__Exercise brief__: Go through the entries and copy each one exactly. Leave none out.

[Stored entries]
● ● ● ● ● ● ●

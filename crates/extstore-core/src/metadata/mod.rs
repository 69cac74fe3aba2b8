//! Declarative metadata attached to record types and their properties.
//!
//! `extract` is the single lookup used by the schema builder and the
//! converter: it returns the first annotation of the requested kind or a
//! `MissingMetadata` error naming the target.

#[cfg(test)]
mod tests;

use crate::{
    error::Error,
    types::{AccessLevel, Guid, SchemaId},
    units::UnitCategory,
};
use derive_more::Display;

///
/// AnnotationKind
///

#[derive(Clone, Copy, Debug, Display, Eq, Hash, PartialEq)]
pub enum AnnotationKind {
    #[display("schema")]
    Schema,
    #[display("field")]
    Field,
}

///
/// Annotation
///
/// One declarative attribute as seen at runtime.
///

#[derive(Clone, Debug, PartialEq)]
pub enum Annotation {
    Schema(SchemaAttr),
    Field(FieldAttr),
}

impl Annotation {
    #[must_use]
    pub const fn kind(&self) -> AnnotationKind {
        match self {
            Self::Schema(_) => AnnotationKind::Schema,
            Self::Field(_) => AnnotationKind::Field,
        }
    }
}

///
/// SchemaAttr
///
/// Type-level record metadata: identity, naming and access policy.
///

#[derive(Clone, Debug, PartialEq)]
pub struct SchemaAttr {
    pub id: SchemaId,
    pub name: String,
    pub documentation: Option<String>,
    pub application_id: Option<Guid>,
    pub vendor_id: Option<String>,
    pub read_access: AccessLevel,
    pub write_access: AccessLevel,
}

impl SchemaAttr {
    pub fn new(id: SchemaId, name: impl Into<String>) -> Self {
        Self {
            id,
            name: name.into(),
            documentation: None,
            application_id: None,
            vendor_id: None,
            read_access: AccessLevel::default(),
            write_access: AccessLevel::default(),
        }
    }

    #[must_use]
    pub fn with_documentation(mut self, documentation: impl Into<String>) -> Self {
        self.documentation = Some(documentation.into());
        self
    }

    #[must_use]
    pub const fn with_application_id(mut self, application_id: Guid) -> Self {
        self.application_id = Some(application_id);
        self
    }

    #[must_use]
    pub fn with_vendor_id(mut self, vendor_id: impl Into<String>) -> Self {
        self.vendor_id = Some(vendor_id.into());
        self
    }

    #[must_use]
    pub const fn with_access(mut self, read: AccessLevel, write: AccessLevel) -> Self {
        self.read_access = read;
        self.write_access = write;
        self
    }
}

///
/// FieldAttr
///
/// Property-level opt-in marker. Only properties carrying one are persisted.
///

#[derive(Clone, Debug, Default, PartialEq)]
pub struct FieldAttr {
    pub documentation: Option<String>,
    pub unit: Option<UnitCategory>,
}

impl FieldAttr {
    #[must_use]
    pub fn with_documentation(mut self, documentation: impl Into<String>) -> Self {
        self.documentation = Some(documentation.into());
        self
    }

    #[must_use]
    pub const fn with_unit(mut self, unit: UnitCategory) -> Self {
        self.unit = Some(unit);
        self
    }
}

///
/// AnnotationView
///
/// Typed projection of an `Annotation` variant.
///

pub trait AnnotationView: Sized {
    const KIND: AnnotationKind;

    fn view(annotation: &Annotation) -> Option<&Self>;
}

impl AnnotationView for SchemaAttr {
    const KIND: AnnotationKind = AnnotationKind::Schema;

    fn view(annotation: &Annotation) -> Option<&Self> {
        match annotation {
            Annotation::Schema(attr) => Some(attr),
            Annotation::Field(_) => None,
        }
    }
}

impl AnnotationView for FieldAttr {
    const KIND: AnnotationKind = AnnotationKind::Field;

    fn view(annotation: &Annotation) -> Option<&Self> {
        match annotation {
            Annotation::Field(attr) => Some(attr),
            Annotation::Schema(_) => None,
        }
    }
}

///
/// Annotated
///
/// Anything that carries an annotation bag: a type or one of its properties.
///

pub trait Annotated {
    /// Name used in diagnostics.
    fn target_name(&self) -> &str;

    fn annotations(&self) -> &[Annotation];
}

/// Return the first annotation of kind `A` on `target`, failing when absent.
pub fn extract<A: AnnotationView>(target: &(impl Annotated + ?Sized)) -> Result<&A, Error> {
    target
        .annotations()
        .iter()
        .find(|annotation| annotation.kind() == A::KIND)
        .and_then(A::view)
        .ok_or_else(|| Error::missing_metadata(target.target_name(), A::KIND))
}

/// Non-failing variant of [`extract`].
pub fn find<A: AnnotationView>(target: &(impl Annotated + ?Sized)) -> Option<&A> {
    target
        .annotations()
        .iter()
        .find(|annotation| annotation.kind() == A::KIND)
        .and_then(A::view)
}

● ● ● ● ● ● ●

__Response below__:
filename crates/extstore-core/src/metadata/mod.rs
repository 69cac74fe3aba2b8
//! Declarative metadata attached to record types and their properties.
//!
//! `extract` is the single lookup used by the schema builder and the
//! converter: it returns the first annotation of the requested kind or a
//! `MissingMetadata` error naming the target.

#[cfg(test)]
mod tests;

use crate::{
    error::Error,
    types::{AccessLevel, Guid, SchemaId},
    units::UnitCategory,
};
use derive_more::Display;

///
/// AnnotationKind
///

#[derive(Clone, Copy, Debug, Display, Eq, Hash, PartialEq)]
pub enum AnnotationKind {
    #[display("schema")]
    Schema,
    #[display("field")]
    Field,
}

///
/// Annotation
///
/// One declarative attribute as seen at runtime.
///

#[derive(Clone, Debug, PartialEq)]
pub enum Annotation {
    Schema(SchemaAttr),
    Field(FieldAttr),
}

impl Annotation {
    #[must_use]
    pub const fn kind(&self) -> AnnotationKind {
        match self {
            Self::Schema(_) => AnnotationKind::Schema,
            Self::Field(_) => AnnotationKind::Field,
        }
    }
}

///
/// SchemaAttr
///
/// Type-level record metadata: identity, naming and access policy.
///

#[derive(Clone, Debug, PartialEq)]
pub struct SchemaAttr {
    pub id: SchemaId,
    pub name: String,
    pub documentation: Option<String>,
    pub application_id: Option<Guid>,
    pub vendor_id: Option<String>,
    pub read_access: AccessLevel,
    pub write_access: AccessLevel,
}

impl SchemaAttr {
    pub fn new(id: SchemaId, name: impl Into<String>) -> Self {
        Self {
            id,
            name: name.into(),
            documentation: None,
            application_id: None,
            vendor_id: None,
            read_access: AccessLevel::default(),
            write_access: AccessLevel::default(),
        }
    }

    #[must_use]
    pub fn with_documentation(mut self, documentation: impl Into<String>) -> Self {
        self.documentation = Some(documentation.into());
        self
    }

    #[must_use]
    pub const fn with_application_id(mut self, application_id: Guid) -> Self {
        self.application_id = Some(application_id);
        self
    }

    #[must_use]
    pub fn with_vendor_id(mut self, vendor_id: impl Into<String>) -> Self {
        self.vendor_id = Some(vendor_id.into());
        self
    }

    #[must_use]
    pub const fn with_access(mut self, read: AccessLevel, write: AccessLevel) -> Self {
        self.read_access = read;
        self.write_access = write;
        self
    }
}

///
/// FieldAttr
///
/// Property-level opt-in marker. Only properties carrying one are persisted.
///

#[derive(Clone, Debug, Default, PartialEq)]
pub struct FieldAttr {
    pub documentation: Option<String>,
    pub unit: Option<UnitCategory>,
}

impl FieldAttr {
    #[must_use]
    pub fn with_documentation(mut self, documentation: impl Into<String>) -> Self {
        self.documentation = Some(documentation.into());
        self
    }

    #[must_use]
    pub const fn with_unit(mut self, unit: UnitCategory) -> Self {
        self.unit = Some(unit);
        self
    }
}

///
/// AnnotationView
///
/// Typed projection of an `Annotation` variant.
///

pub trait AnnotationView: Sized {
    const KIND: AnnotationKind;

    fn view(annotation: &Annotation) -> Option<&Self>;
}

impl AnnotationView for SchemaAttr {
    const KIND: AnnotationKind = AnnotationKind::Schema;

    fn view(annotation: &Annotation) -> Option<&Self> {
        match annotation {
            Annotation::Schema(attr) => Some(attr),
            Annotation::Field(_) => None,
        }
    }
}

impl AnnotationView for FieldAttr {
    const KIND: AnnotationKind = AnnotationKind::Field;

    fn view(annotation: &Annotation) -> Option<&Self> {
        match annotation {
            Annotation::Field(attr) => Some(attr),
            Annotation::Schema(_) => None,
        }
    }
}

///
/// Annotated
///
/// Anything that carries an annotation bag: a type or one of its properties.
///

pub trait Annotated {
    /// Name used in diagnostics.
    fn target_name(&self) -> &str;

    fn annotations(&self) -> &[Annotation];
}

/// Return the first annotation of kind `A` on `target`, failing when absent.
pub fn extract<A: AnnotationView>(target: &(impl Annotated + ?Sized)) -> Result<&A, Error> {
    target
        .annotations()
        .iter()
        .find(|annotation| annotation.kind() == A::KIND)
        .and_then(A::view)
        .ok_or_else(|| Error::missing_metadata(target.target_name(), A::KIND))
}

/// Non-failing variant of [`extract`].
pub fn find<A: AnnotationView>(target: &(impl Annotated + ?Sized)) -> Option<&A> {
    target
        .annotations()
        .iter()
        .find(|annotation| annotation.kind() == A::KIND)
        .and_then(A::view)
}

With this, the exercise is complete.